Summary of STEM Program


Reggie started the Mr. October Foundation for Kids (“MOF”) over 20 years ago with the goal of helping to “bridge the digital divide” for the benefit of disadvantaged kids whose circumstances hampered their ability to achieve the goal of a good education.  Reggie has never forgotten his father’s words: “Sports are great, son, but your legs will give out someday. Get an education; no one can ever take that away from you.”  

Reggie’s efforts have made a difference.  His Foundation has made repeated gifts to Morehouse College, Georgia Tech College of Engineering, the Detroit Public Schools, just to name a few.  Additionally, the Foundation supports schools that are doing exceptional work for underserved kids, and schools such as Eastside College Prep in East Palo Alto, California. That school is among the select few that nurtures its students to succeed, and the kids do! Everyone, 100% of its graduates, attends a four-year college – thanks to the efforts of Eastside and its incredible staff.  And, the school only admits kids whose parents have not attended college!

The Foundation has become a strong supporter of the Georgia Tech College of Engineering. Reggie’s friendship with Dr. Gary S. May, formerly the Dean of Georgia Tech, and now Dean of the Engineering School at UC Davis near Sacramento, CA, has helped strengthen the Foundation’s commitment to education directed toward STEM (science, technology engineering and math), an area that has traditionally been very underrepresented by minorities; yet, there are over 300,000 STEM-related jobs each year that go unfilled – and that number is expected to reach 1,000,000 in the next few years. The truth is that Georgia Tech graduates more African American engineers than any other college in the U.S. – and its graduates are sought by many large companies that have only recently started to focus efforts on diversity and inclusion.  Those jobs are expected to grow, as are the opportunities for underrepresented students.  Dr. May’s presence now on the West Coast offers the Foundation a great opportunity to help our program grow in the West.

It is little wonder that Reggie’s Foundation has evolved to the funding of STEM curricula geared for children of all ages who may not otherwise have exposure to these subjects, given the lack of public school resources.

Current STEM Programming

 MOF has for the last five years teamed up with The STEM Academy, a non-profit based in Park City, Utah, that has developed middle and high school STEM curriculum (“STEM 101”).  The Academy has agreed with MOFK to provide the online program without charge to various schools throughout the U.S. – and there are now over 1,000,000 students throughout the U.S. using this Program, which has been vetted by state departments of education, college engineering departments and public/private school districts across the country.  The Program represents an online, blended-learning, project-based STEM curriculum and is viewed as an enhancement for existing curriculum during the school day as well as used in after school and summer school programming.

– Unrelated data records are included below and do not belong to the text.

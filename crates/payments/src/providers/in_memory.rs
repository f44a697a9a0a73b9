//! Configurable provider for tests and local runs.

use std::collections::HashMap;
use std::fmt;
use std::sync::{Arc, Mutex, MutexGuard, PoisonError};

use async_trait::async_trait;
use domain::{Payment, Purchase};

use crate::error::ProviderError;
use crate::provider::PaymentProvider;

/// One of the four provider operations.
#[derive(Debug, Clone, Copy, PartialEq, Eq, Hash)]
pub enum ProviderOperation {
    Process,
    Initiate,
    Cancel,
    Finalize,
}

impl ProviderOperation {
    /// Returns the operation name used in logs and metric labels.
    pub fn as_str(&self) -> &'static str {
        match self {
            Self::Process => "process",
            Self::Initiate => "initiate",
            Self::Cancel => "cancel",
            Self::Finalize => "finalize",
        }
    }
}

impl fmt::Display for ProviderOperation {
    fn fmt(&self, f: &mut fmt::Formatter<'_>) -> fmt::Result {
        f.write_str(self.as_str())
    }
}

/// What the in-memory provider answers for an operation.
#[derive(Debug, Clone, PartialEq, Eq, Default)]
pub enum ProviderOutcome {
    #[default]
    Approve,
    Decline,
    Fail(ProviderError),
}

#[derive(Debug, Default)]
struct InMemoryProviderState {
    outcomes: HashMap<ProviderOperation, ProviderOutcome>,
    calls: HashMap<ProviderOperation, usize>,
}

/// In-memory payment provider.
///
/// Approves everything until told otherwise and counts every call, so tests
/// can assert that the provider was (or was not) reached.
#[derive(Debug, Clone, Default)]
pub struct InMemoryPaymentProvider {
    state: Arc<Mutex<InMemoryProviderState>>,
}

impl InMemoryPaymentProvider {
    /// Creates a provider that approves every operation.
    pub fn new() -> Self {
        Self::default()
    }

    fn lock(&self) -> MutexGuard<'_, InMemoryProviderState> {
        self.state.lock().unwrap_or_else(PoisonError::into_inner)
    }

    /// Sets the answer for subsequent calls to `operation`.
    pub fn set_outcome(&self, operation: ProviderOperation, outcome: ProviderOutcome) {
        self.lock().outcomes.insert(operation, outcome);
    }

    /// Makes every operation decline.
    pub fn decline_all(&self) {
        let mut state = self.lock();
        for operation in [
            ProviderOperation::Process,
            ProviderOperation::Initiate,
            ProviderOperation::Cancel,
            ProviderOperation::Finalize,
        ] {
            state.outcomes.insert(operation, ProviderOutcome::Decline);
        }
    }

    /// Returns how many times `operation` was called.
    pub fn call_count(&self, operation: ProviderOperation) -> usize {
        self.lock().calls.get(&operation).copied().unwrap_or(0)
    }

    /// Returns the number of calls across all operations.
    pub fn total_calls(&self) -> usize {
        self.lock().calls.values().sum()
    }

    fn answer(&self, operation: ProviderOperation) -> Result<bool, ProviderError> {
        let mut state = self.lock();
        *state.calls.entry(operation).or_default() += 1;

        match state.outcomes.get(&operation).cloned().unwrap_or_default() {
            ProviderOutcome::Approve => Ok(true),
            ProviderOutcome::Decline => Ok(false),
            ProviderOutcome::Fail(err) => Err(err),
        }
    }
}

#[async_trait]
impl PaymentProvider for InMemoryPaymentProvider {
    async fn process_payment(&self, _purchase: &Purchase) -> Result<bool, ProviderError> {
        self.answer(ProviderOperation::Process)
    }

    async fn initiate_payment(&self, _purchase: &Purchase) -> Result<bool, ProviderError> {
        self.answer(ProviderOperation::Initiate)
    }

    async fn cancel_payment(&self, _payment: &Payment) -> Result<bool, ProviderError> {
        self.answer(ProviderOperation::Cancel)
    }

    async fn finalize_payment(&self, _payment: &Payment) -> Result<bool, ProviderError> {
        self.answer(ProviderOperation::Finalize)
    }
}
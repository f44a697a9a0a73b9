//! Shared types for the order payments backend.

mod types;

pub use types::{ClientId, PaymentId, PaymentMethodId, ProductId, PurchaseId, Version};
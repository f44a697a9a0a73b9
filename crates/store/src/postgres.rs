use async_trait::async_trait;
use chrono::{DateTime, Utc};
use common::{PaymentId, PaymentMethodId, PurchaseId, Version};
use domain::{
    Currency, Money, NewPayment, NewPaymentMethod, NewPurchase, Payment, PaymentAggregate,
    PaymentMethod, PaymentStatus, Purchase, PurchaseAggregate, PurchaseStatus,
};
use sqlx::{PgPool, Row, postgres::PgPoolOptions, postgres::PgRow};

use crate::store::{
    PaymentMethodQuery, PaymentMethodRepository, PaymentRepository, PurchaseQuery,
    PurchaseRepository, check_version,
};
use crate::{Result, StoreError};

const PURCHASE_COLUMNS: &str = "id, client, selected_products, status, total_cents, currency, \
                                payment_id, version, created_at, updated_at";

const PAYMENT_SELECT: &str = r#"
    SELECT p.id, p.purchase_id, p.value_cents, p.currency, p.status, p.webhook_url,
           p.version, p.created_at, p.updated_at,
           m.id AS method_id, m.name AS method_name, m.sys_name AS method_sys_name,
           m.description AS method_description, m.is_active AS method_is_active
    FROM payments p
    JOIN payment_methods m ON m.id = p.payment_method_id
"#;

/// Name of the partial unique index enforcing one active payment per purchase.
const ACTIVE_PAYMENT_INDEX: &str = "one_active_payment_per_purchase";

/// PostgreSQL-backed store implementation.
#[derive(Clone)]
pub struct PostgresStore {
    pool: PgPool,
}

impl PostgresStore {
    /// Creates a new PostgreSQL store.
    pub fn new(pool: PgPool) -> Self {
        Self { pool }
    }

    /// Connects a pool to `database_url` and wraps it.
    pub async fn connect(database_url: &str, max_connections: u32) -> Result<Self> {
        let pool = PgPoolOptions::new()
            .max_connections(max_connections)
            .connect(database_url)
            .await?;
        Ok(Self::new(pool))
    }

    /// Gets a reference to the underlying connection pool.
    pub fn pool(&self) -> &PgPool {
        &self.pool
    }

    /// Runs the database migrations.
    pub async fn run_migrations(&self) -> Result<()> {
        sqlx::migrate!("../../migrations").run(&self.pool).await?;
        Ok(())
    }

    fn row_to_purchase(row: &PgRow) -> Result<(Purchase, Option<PaymentId>)> {
        let status_code: i16 = row.try_get("status")?;
        let status = PurchaseStatus::from_code(status_code)
            .ok_or_else(|| StoreError::CorruptRow(format!("purchase status {status_code}")))?;
        let currency: Currency = serde_json::from_value(row.try_get("currency")?)?;

        let purchase = Purchase {
            id: PurchaseId::new(row.try_get("id")?),
            client: serde_json::from_value(row.try_get("client")?)?,
            selected_products: serde_json::from_value(row.try_get("selected_products")?)?,
            status,
            total: Money::from_cents(row.try_get("total_cents")?, currency),
            version: Version::new(row.try_get("version")?),
            created_at: row.try_get::<DateTime<Utc>, _>("created_at")?,
            updated_at: row.try_get::<DateTime<Utc>, _>("updated_at")?,
        };
        let payment_id = row
            .try_get::<Option<i64>, _>("payment_id")?
            .map(PaymentId::new);

        Ok((purchase, payment_id))
    }

    fn row_to_payment_method(row: &PgRow, prefix: &str) -> Result<PaymentMethod> {
        let column = |name: &str| format!("{prefix}{name}");
        Ok(PaymentMethod {
            id: PaymentMethodId::new(row.try_get(column("id").as_str())?),
            name: row.try_get(column("name").as_str())?,
            sys_name: row.try_get(column("sys_name").as_str())?,
            description: row.try_get(column("description").as_str())?,
            is_active: row.try_get(column("is_active").as_str())?,
        })
    }

    fn row_to_payment(row: &PgRow) -> Result<Payment> {
        let status_code: i16 = row.try_get("status")?;
        let status = PaymentStatus::from_code(status_code)
            .ok_or_else(|| StoreError::CorruptRow(format!("payment status {status_code}")))?;
        let currency: Currency = serde_json::from_value(row.try_get("currency")?)?;

        Ok(Payment {
            id: PaymentId::new(row.try_get("id")?),
            payment_method: Self::row_to_payment_method(row, "method_")?,
            value: Money::from_cents(row.try_get("value_cents")?, currency),
            status,
            webhook_url: row.try_get("webhook_url")?,
            purchase_id: PurchaseId::new(row.try_get("purchase_id")?),
            version: Version::new(row.try_get("version")?),
            created_at: row.try_get::<DateTime<Utc>, _>("created_at")?,
            updated_at: row.try_get::<DateTime<Utc>, _>("updated_at")?,
        })
    }

    async fn fetch_purchase(
        &self,
        id: PurchaseId,
    ) -> Result<Option<(Purchase, Option<PaymentId>)>> {
        let sql = format!("SELECT {PURCHASE_COLUMNS} FROM purchases WHERE id = $1");
        let row: Option<PgRow> = sqlx::query(&sql)
            .bind(id.as_i64())
            .fetch_optional(&self.pool)
            .await?;

        row.as_ref().map(Self::row_to_purchase).transpose()
    }

    async fn fetch_payment(&self, id: PaymentId) -> Result<Option<Payment>> {
        let sql = format!("{PAYMENT_SELECT} WHERE p.id = $1");
        let row: Option<PgRow> = sqlx::query(&sql)
            .bind(id.as_i64())
            .fetch_optional(&self.pool)
            .await?;

        row.as_ref().map(Self::row_to_payment).transpose()
    }

    /// Explains why a versioned update matched no row.
    async fn missed_update(
        &self,
        table: &'static str,
        entity: &'static str,
        id: i64,
        expected: Version,
    ) -> StoreError {
        let sql = format!("SELECT version FROM {table} WHERE id = $1");
        let current = sqlx::query_scalar::<_, i64>(&sql)
            .bind(id)
            .fetch_optional(&self.pool)
            .await;

        match current {
            Ok(Some(actual)) => match check_version(entity, id, expected, Version::new(actual)) {
                Err(conflict) => conflict,
                // The row changed back between the update and this read
                Ok(()) => StoreError::ConcurrencyConflict {
                    entity,
                    id,
                    expected,
                    actual: Version::new(actual),
                },
            },
            Ok(None) => StoreError::NotFound { entity, id },
            Err(e) => StoreError::Database(e),
        }
    }
}

#[async_trait]
impl PurchaseQuery for PostgresStore {
    async fn get_purchase(&self, id: PurchaseId) -> Result<Option<PurchaseAggregate>> {
        let Some((purchase, payment_id)) = self.fetch_purchase(id).await? else {
            return Ok(None);
        };

        let payment = match payment_id {
            Some(payment_id) => self.fetch_payment(payment_id).await?,
            None => None,
        };

        Ok(Some(PurchaseAggregate { purchase, payment }))
    }
}

#[async_trait]
impl PurchaseRepository for PostgresStore {
    async fn create_purchase(&self, purchase: NewPurchase) -> Result<Purchase> {
        let sql = format!(
            r#"
            INSERT INTO purchases
                (client, selected_products, status, total_cents, currency, version)
            VALUES ($1, $2, $3, $4, $5, $6)
            RETURNING {PURCHASE_COLUMNS}
            "#
        );
        let row = sqlx::query(&sql)
            .bind(serde_json::to_value(&purchase.client)?)
            .bind(serde_json::to_value(&purchase.selected_products)?)
            .bind(PurchaseStatus::Creating.code())
            .bind(purchase.total.cents())
            .bind(serde_json::to_value(purchase.total.currency())?)
            .bind(Version::first().as_i64())
            .fetch_one(&self.pool)
            .await?;

        Ok(Self::row_to_purchase(&row)?.0)
    }

    async fn update_purchase(
        &self,
        purchase: &Purchase,
        payment: Option<&Payment>,
    ) -> Result<Purchase> {
        let sql = format!(
            r#"
            UPDATE purchases
            SET status = $2, total_cents = $3, currency = $4, client = $5,
                selected_products = $6, payment_id = COALESCE($7, payment_id),
                version = version + 1, updated_at = NOW()
            WHERE id = $1 AND version = $8
            RETURNING {PURCHASE_COLUMNS}
            "#
        );
        let row: Option<PgRow> = sqlx::query(&sql)
            .bind(purchase.id.as_i64())
            .bind(purchase.status.code())
            .bind(purchase.total.cents())
            .bind(serde_json::to_value(purchase.total.currency())?)
            .bind(serde_json::to_value(&purchase.client)?)
            .bind(serde_json::to_value(&purchase.selected_products)?)
            .bind(payment.map(|p| p.id.as_i64()))
            .bind(purchase.version.as_i64())
            .fetch_optional(&self.pool)
            .await?;

        match row {
            Some(row) => Ok(Self::row_to_purchase(&row)?.0),
            None => Err(self
                .missed_update("purchases", "Purchase", purchase.id.as_i64(), purchase.version)
                .await),
        }
    }
}

#[async_trait]
impl PaymentMethodQuery for PostgresStore {
    async fn get_payment_method(&self, id: PaymentMethodId) -> Result<Option<PaymentMethod>> {
        let row: Option<PgRow> = sqlx::query(
            r#"
            SELECT id, name, sys_name, description, is_active
            FROM payment_methods
            WHERE id = $1
            "#,
        )
        .bind(id.as_i64())
        .fetch_optional(&self.pool)
        .await?;

        row.as_ref()
            .map(|row| Self::row_to_payment_method(row, ""))
            .transpose()
    }

    async fn list_payment_methods(&self) -> Result<Vec<PaymentMethod>> {
        let rows = sqlx::query(
            r#"
            SELECT id, name, sys_name, description, is_active
            FROM payment_methods
            ORDER BY id ASC
            "#,
        )
        .fetch_all(&self.pool)
        .await?;

        rows.iter()
            .map(|row| Self::row_to_payment_method(row, ""))
            .collect()
    }
}

#[async_trait]
impl PaymentMethodRepository for PostgresStore {
    async fn create_payment_method(&self, method: NewPaymentMethod) -> Result<PaymentMethod> {
        let id: i64 = sqlx::query_scalar(
            r#"
            INSERT INTO payment_methods (name, sys_name, description, is_active)
            VALUES ($1, $2, $3, $4)
            RETURNING id
            "#,
        )
        .bind(&method.name)
        .bind(&method.sys_name)
        .bind(&method.description)
        .bind(method.is_active)
        .fetch_one(&self.pool)
        .await?;

        Ok(PaymentMethod {
            id: PaymentMethodId::new(id),
            name: method.name,
            sys_name: method.sys_name,
            description: method.description,
            is_active: method.is_active,
        })
    }
}

#[async_trait]
impl PaymentRepository for PostgresStore {
    async fn create_payment(
        &self,
        payment: NewPayment,
        purchase: &Purchase,
    ) -> Result<PaymentAggregate> {
        let row = sqlx::query(
            r#"
            INSERT INTO payments
                (purchase_id, payment_method_id, value_cents, currency, status, webhook_url,
                 version)
            VALUES ($1, $2, $3, $4, $5, $6, $7)
            RETURNING id, version, created_at, updated_at
            "#,
        )
        .bind(purchase.id.as_i64())
        .bind(payment.payment_method.id.as_i64())
        .bind(payment.value.cents())
        .bind(serde_json::to_value(payment.value.currency())?)
        .bind(payment.status.code())
        .bind(&payment.webhook_url)
        .bind(Version::first().as_i64())
        .fetch_one(&self.pool)
        .await
        .map_err(|e| {
            if let sqlx::Error::Database(ref db_err) = e
                && db_err.constraint() == Some(ACTIVE_PAYMENT_INDEX)
            {
                return StoreError::DuplicatePayment {
                    purchase_id: purchase.id,
                };
            }
            StoreError::Database(e)
        })?;

        let payment = Payment {
            id: PaymentId::new(row.try_get("id")?),
            payment_method: payment.payment_method,
            value: payment.value,
            status: payment.status,
            webhook_url: payment.webhook_url,
            purchase_id: purchase.id,
            version: Version::new(row.try_get("version")?),
            created_at: row.try_get::<DateTime<Utc>, _>("created_at")?,
            updated_at: row.try_get::<DateTime<Utc>, _>("updated_at")?,
        };

        Ok(PaymentAggregate {
            payment,
            purchase: Some(purchase.clone()),
        })
    }

    async fn get_payment(&self, id: PaymentId) -> Result<Option<PaymentAggregate>> {
        let Some(payment) = self.fetch_payment(id).await? else {
            return Ok(None);
        };
        let purchase = self
            .fetch_purchase(payment.purchase_id)
            .await?
            .map(|(purchase, _)| purchase);

        Ok(Some(PaymentAggregate { payment, purchase }))
    }

    async fn update_payment(&self, payment: &Payment) -> Result<Payment> {
        let row: Option<PgRow> = sqlx::query(
            r#"
            UPDATE payments
            SET status = $2, value_cents = $3, currency = $4, webhook_url = $5,
                payment_method_id = $6, version = version + 1, updated_at = NOW()
            WHERE id = $1 AND version = $7
            RETURNING purchase_id, version, created_at, updated_at
            "#,
        )
        .bind(payment.id.as_i64())
        .bind(payment.status.code())
        .bind(payment.value.cents())
        .bind(serde_json::to_value(payment.value.currency())?)
        .bind(&payment.webhook_url)
        .bind(payment.payment_method.id.as_i64())
        .bind(payment.version.as_i64())
        .fetch_optional(&self.pool)
        .await?;

        let Some(row) = row else {
            return Err(self
                .missed_update("payments", "Payment", payment.id.as_i64(), payment.version)
                .await);
        };

        let mut updated = payment.clone();
        updated.purchase_id = PurchaseId::new(row.try_get("purchase_id")?);
        updated.version = Version::new(row.try_get("version")?);
        updated.created_at = row.try_get::<DateTime<Utc>, _>("created_at")?;
        updated.updated_at = row.try_get::<DateTime<Utc>, _>("updated_at")?;
        Ok(updated)
    }
}
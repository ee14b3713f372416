use std::fmt::Debug;

use rand::{
    distributions::{Distribution, Standard},
    rngs::StdRng,
    Rng, SeedableRng,
};

use crate::{
    secp256k1::{Address, PublicKey, SecretKey, Signature},
    ByteFmt,
};

fn make_rng() -> StdRng {
    StdRng::seed_from_u64(29483920)
}

fn test_byte_format<T>(rng: &mut impl Rng)
where
    T: ByteFmt + Eq + Debug,
    Standard: Distribution<T>,
{
    let v0 = rng.gen::<T>();
    let bz0 = v0.encode();
    let v1 = T::decode(&bz0).unwrap();
    assert_eq!(v0, v1);
    let bz1 = v1.encode();
    assert_eq!(bz0, bz1);
}

fn prop_byte_format<T>()
where
    T: ByteFmt + Eq + Debug,
    Standard: Distribution<T>,
{
    let rng = &mut make_rng();
    for _ in 0..10 {
        test_byte_format::<T>(rng);
    }
}

fn gen_msg(rng: &mut impl Rng) -> Vec<u8> {
    let n = rng.gen_range(0..100);
    let mut msg = vec![0u8; n];
    rng.fill_bytes(&mut msg);
    msg
}

#[test]
fn prop_public_key_format() {
    prop_byte_format::<PublicKey>();
}

#[test]
fn prop_secret_key_format() {
    prop_byte_format::<SecretKey>();
}

#[test]
fn prop_sig_format() {
    prop_byte_format::<Signature>();
}

#[test]
fn prop_address_format() {
    prop_byte_format::<Address>();
}

#[test]
fn prop_sign_verify() {
    let rng = &mut make_rng();
    for _ in 0..10 {
        let sk = rng.gen::<SecretKey>();
        let msg = gen_msg(rng);
        let sig = sk.sign(&msg).unwrap();
        sig.verify_msg(&msg, &sk.address()).unwrap();
        assert_eq!(sig.recover(&msg).unwrap(), sk.public());
    }
}

#[test]
fn prop_sign_verify_wrong_signer_fail() {
    let rng = &mut make_rng();
    for _ in 0..10 {
        let sk1 = rng.gen::<SecretKey>();
        let sk2 = rng.gen::<SecretKey>();
        let msg = gen_msg(rng);
        let sig = sk1.sign(&msg).unwrap();
        sig.verify_msg(&msg, &sk2.address()).unwrap_err();
    }
}

#[test]
fn prop_sign_verify_wrong_msg_fail() {
    let rng = &mut make_rng();
    for _ in 0..10 {
        let sk = rng.gen::<SecretKey>();
        let msg1 = gen_msg(rng);
        let msg2 = gen_msg(rng);
        let sig = sk.sign(&msg1).unwrap();
        sig.verify_msg(&msg2, &sk.address()).unwrap_err();
    }
}

#[test]
fn prop_tampered_sig_fail() {
    let rng = &mut make_rng();
    for _ in 0..10 {
        let sk = rng.gen::<SecretKey>();
        let msg = gen_msg(rng);
        let mut bz = sk.sign(&msg).unwrap().encode();
        let i = rng.gen_range(0..64);
        bz[i] ^= 0x01;
        // Either the tampered bytes don't decode, or they fail verification.
        if let Ok(sig) = Signature::decode(&bz) {
            sig.verify_msg(&msg, &sk.address()).unwrap_err();
        }
    }
}

/// Test vectors from <https://web3js.readthedocs.io/en/v1.2.0/web3-eth-accounts.html#eth-accounts-signtransaction>.
/// Checks V shifting and the derived signer address.
#[test]
fn test_ethereum_example() {
    let unhex = |h| hex::decode(h).unwrap();
    let mh = unhex("88cfbd7e51c7a40540b233cf68b62ad1df3e92462f1c6018d6d67eae0f3b08f5");
    let sk =
        SecretKey::decode(&unhex(
            "4c0883a69102937d6231471b5dbb6204fe5129617082792ae468d01a3f362318",
        ))
        .unwrap();

    assert_eq!(
        hex::encode(sk.address().as_bytes()),
        "2c7536e3605d9c16a7a3d7b1898e529396a65c23"
    );

    let sig = sk.sign_hash(&mh).unwrap();
    assert_eq!(
        hex::encode(sig.sig.r().to_bytes()),
        "c9cf86333bcb065d140032ecaab5d9281bde80f21b9687b3e94161de42d51895"
    );
    assert_eq!(
        hex::encode(sig.sig.s().to_bytes()),
        "727a108a0b8d101465414033c3f705a9c7b826e596766046ee1183dbc8aeaa68"
    );
    let bz = sig.encode();
    assert!(bz[64] == 27 || bz[64] == 28, "v is shifted when encoded");
    sig.verify_hash(&mh, &sk.address()).unwrap();
}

The STEM Program was developed with socio-economic, gender and cultural considerations and as a result is designed to create and hold the interest of students who may not otherwise be engaged in STEM education.   The Program is aimed toward students of varied experience and, at the same time, provides a vehicle to advance the interest of English language learners (“ELL”), whose grasp of STEM principles is made easier by the removal of language barriers throughout the presentations, thereby increasing an appreciation both for science concepts and terminology at the same time as increasing English language skills.


Since 2014, MOF has been funding the amazing middle-school curriculum in schools in the Bronx, NY and Oakland, CA.  We continue to look for support for existing programming as well as to expand to other cities where Reggie’s corporate connections have indicated a desire to participate.  Funding takes the form of payment of teacher’s salaries, teacher training, program evaluation within each participating school, as well as the kits used by each child to allow participation in hands-on ‘experiments’ that are fun, engaging, and at the same time, specifically designed to illustrate the concepts that the students have just studied online.